Prerequisite to understanding this essay:
Read The three rights of all mankind.
Read Freedom in America until you understand that you were free from federal laws until you volunteered
Read The Constitution does not change.
First you must understand the basics
1. A RIGHT CANNOT BE LICENSED
Read my essay on how the lawyers changed the definition of the term License. Here.
If you applied for a license to do something, you agreed that you do not have a right to do it.
U.S. Supreme Court in Murdock v. Pennsylvania 319 U.S. 105 (1943) determined that government cannot convert a right into a government granted privilege and then charge a fee.
“The power to tax the exercise of a privilege is the power to suppress its enjoyment. … Those who can tax the exercise of this practice can make its exercise so costly as to deprive it of the resources necessary for its maintenance. Those who can tax the privilege … can close the doors to all those who do not have a full purse.”
Also see Shuttlesworth v. Birmingham 394 US 147 (1969):
Persons faced with an unconstitutional licensing law which purports to require a license as a prerequisite to exercise of right… may ignore the law and engage with impunity in exercise of such right.”
The Supreme Court ruled in Hale v. Henkel, 201 U.S. 43, at page 74, that you can carry on your own business without regulation, and you owe no duty to the state if you receive nothing except protection, and you have no duty to divulge your business on government forms, and you owe nothing to the public so long as you do not trespass upon their rights.

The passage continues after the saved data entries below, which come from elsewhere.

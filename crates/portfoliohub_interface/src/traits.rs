//! Trait definitions for document stores, moderation and identity.

use crate::{Credentials, Identity, Snapshot};
use async_trait::async_trait;
use portfoliohub_core::{
    Account, AccountId, AccountUpdate, BackupMarker, BalanceDelta, Comment, CommentId,
    CommentStatus, Listing, ListingId, ListingStatus, MaintenanceConfig, ModerationVerdict,
};
use portfoliohub_error::HubResult;
use tokio::sync::watch;

/// The `users` collection.
#[async_trait]
pub trait AccountStore: Send + Sync {
    /// Create an account document. Fails with a conflict if the id is taken.
    async fn insert_account(&self, account: &Account) -> HubResult<()>;

    /// Read one account.
    async fn account(&self, id: &AccountId) -> HubResult<Option<Account>>;

    /// Read every account.
    async fn accounts(&self) -> HubResult<Vec<Account>>;

    /// Atomically add `delta` to the account's counters.
    ///
    /// Concurrent increments compose; no clamping at zero.
    ///
    /// # Errors
    ///
    /// `AccountNotFound` when the account does not exist.
    async fn increment(&self, id: &AccountId, delta: BalanceDelta) -> HubResult<Account>;

    /// Atomically add `delta` only if no decremented counter would end below zero.
    ///
    /// # Errors
    ///
    /// `AccountNotFound`, or `InsufficientCredits`/`InsufficientPoints` naming
    /// the first counter that would go negative. Nothing is written on error.
    async fn increment_guarded(&self, id: &AccountId, delta: BalanceDelta) -> HubResult<Account>;

    /// Overwrite fields directly.
    async fn update_account(&self, id: &AccountId, update: &AccountUpdate) -> HubResult<Account>;

    /// Snapshot channel for subscriptions.
    fn watch_accounts(&self) -> watch::Receiver<Snapshot<Account>>;
}

/// The `portfolios` collection.
#[async_trait]
pub trait ListingStore: Send + Sync {
    /// Persist a new listing.
    async fn insert_listing(&self, listing: &Listing) -> HubResult<()>;

    /// Read one listing.
    async fn listing(&self, id: &ListingId) -> HubResult<Option<Listing>>;

    /// Read every listing.
    async fn listings(&self) -> HubResult<Vec<Listing>>;

    /// Equality query on the stored status.
    async fn listings_with_status(&self, status: ListingStatus) -> HubResult<Vec<Listing>>;

    /// Atomically add to the like and view counters.
    async fn increment_counters(&self, id: &ListingId, likes: u64, views: u64)
    -> HubResult<Listing>;

    /// Overwrite the stored status.
    async fn set_status(&self, id: &ListingId, status: ListingStatus) -> HubResult<Listing>;

    /// Remove a listing.
    async fn delete_listing(&self, id: &ListingId) -> HubResult<()>;

    /// Snapshot channel for subscriptions.
    fn watch_listings(&self) -> watch::Receiver<Snapshot<Listing>>;
}

/// The `comments` collection.
#[async_trait]
pub trait CommentStore: Send + Sync {
    /// Persist a new comment.
    async fn insert_comment(&self, comment: &Comment) -> HubResult<()>;

    /// Read one comment.
    async fn comment(&self, id: &CommentId) -> HubResult<Option<Comment>>;

    /// Comments on one listing with the given status.
    async fn comments_for_listing(
        &self,
        listing: &ListingId,
        status: CommentStatus,
    ) -> HubResult<Vec<Comment>>;

    /// Comments with the given status across all listings.
    async fn comments_with_status(&self, status: CommentStatus) -> HubResult<Vec<Comment>>;

    /// Replace the moderation fields of a stored comment.
    async fn update_comment(&self, comment: &Comment) -> HubResult<()>;

    /// Replace the moderation fields only while the stored comment is still
    /// pending, as one atomic step.
    ///
    /// Returns the stored comment after the write, or `None` when it had
    /// already been decided and was left untouched.
    async fn update_comment_if_pending(&self, comment: &Comment) -> HubResult<Option<Comment>>;

    /// Atomically set `points_awarded`, returning `true` only for the call that flipped it.
    async fn mark_points_awarded(&self, id: &CommentId) -> HubResult<bool>;

    /// Snapshot channel for subscriptions.
    fn watch_comments(&self) -> watch::Receiver<Snapshot<Comment>>;
}

/// The `config` singleton and the `backups` collection.
#[async_trait]
pub trait ConfigStore: Send + Sync {
    /// Read the maintenance document, if it was ever written.
    async fn maintenance(&self) -> HubResult<Option<MaintenanceConfig>>;

    /// Overwrite the maintenance document.
    async fn put_maintenance(&self, config: &MaintenanceConfig) -> HubResult<()>;

    /// Append a backup marker.
    async fn append_backup(&self, marker: &BackupMarker) -> HubResult<()>;

    /// Every backup marker, oldest first.
    async fn backups(&self) -> HubResult<Vec<BackupMarker>>;

    /// Channel following the maintenance document.
    fn watch_maintenance(&self) -> watch::Receiver<Option<MaintenanceConfig>>;
}

/// External text classifier (the primary moderation path).
#[async_trait]
pub trait Classifier: Send + Sync {
    /// Classify comment text.
    ///
    /// # Errors
    ///
    /// Any transport failure or response that does not match the decision
    /// contract.
    async fn classify(&self, text: &str) -> HubResult<ModerationVerdict>;

    /// Classifier name for logs (e.g., "openrouter").
    fn name(&self) -> &str;
}

/// The moderation gateway contract used by the comment workflow.
#[async_trait]
pub trait Moderator: Send + Sync {
    /// Decide whether `text` may be published.
    ///
    /// # Errors
    ///
    /// Only when no decision could be reached at all; the comment then stays
    /// pending for manual review.
    async fn moderate(&self, text: &str) -> HubResult<ModerationVerdict>;
}

/// Identity provider the account flows authenticate against.
#[async_trait]
pub trait IdentityProvider: Send + Sync {
    /// Sign in with email and password.
    async fn sign_in(&self, credentials: &Credentials) -> HubResult<Identity>;

    /// Register a new identity and sign it in.
    async fn sign_up(&self, credentials: &Credentials, display_name: &str) -> HubResult<Identity>;

    /// End the current session.
    async fn sign_out(&self) -> HubResult<()>;

    /// Currently signed-in user.
    fn current_user(&self) -> Option<Identity>;

    /// Channel notified on every sign-in and sign-out.
    fn watch_auth(&self) -> watch::Receiver<Option<Identity>>;
}
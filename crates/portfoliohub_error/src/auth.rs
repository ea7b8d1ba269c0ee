//! Identity provider error types.

/// Authentication failures.
#[derive(Debug, Clone, PartialEq, Eq, Hash, derive_more::Display)]
pub enum AuthErrorKind {
    /// Sign-in did not complete within the allowed time
    #[display("Sign-in timed out after {} seconds", _0)]
    Timeout(u64),
    /// Identity provider rejected the sign-in or sign-up
    #[display("Sign-in failed: {}", _0)]
    SignInFailed(String),
    /// Operation needs a signed-in user
    #[display("No user is signed in")]
    NotSignedIn,
}

/// Authentication error with location tracking.
#[derive(Debug, Clone, derive_more::Display, derive_more::Error)]
#[display("Auth Error: {} at line {} in {}", kind, line, file)]
pub struct AuthError {
    /// The specific error kind
    pub kind: AuthErrorKind,
    /// Line number where error occurred
    pub line: u32,
    /// File where error occurred
    pub file: &'static str,
}

impl AuthError {
    /// Create a new auth error with location tracking.
    #[track_caller]
    pub fn new(kind: AuthErrorKind) -> Self {
        let location = std::panic::Location::caller();
        Self {
            kind,
            line: location.line(),
            file: location.file(),
        }
    }

    /// Get the error kind.
    pub fn kind(&self) -> &AuthErrorKind {
        &self.kind
    }
}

The U.S. Supreme Court in Hale v. Henkel, 201 U.S. 43, 74:
The individual may stand upon his constitutional rights as a citizen. He is entitled to carry on his private business in his own way. His power to contract is unlimited. He owes no duty to the state, or to his neighbors to divulge his business, or to open his doors to an investigation, so far as it may tend to incriminate him. He owes no such duty to the state, since he receives nothing therefrom, beyond the protection of his life and property. His rights are such as existed by the law of the land long antecedent to the organization of the state, and can only be taken from him by due process of law, and in accordance with the Constitution. Among his rights are a refusal to incriminate himself, and the immunity of himself and his property from arrest or seizure except under a warrant of the law. He owes nothing to the public so long as he does not trespass upon their rights… An individual may lawfully refuse to answer incriminating questions unless protected by an immunity statute.”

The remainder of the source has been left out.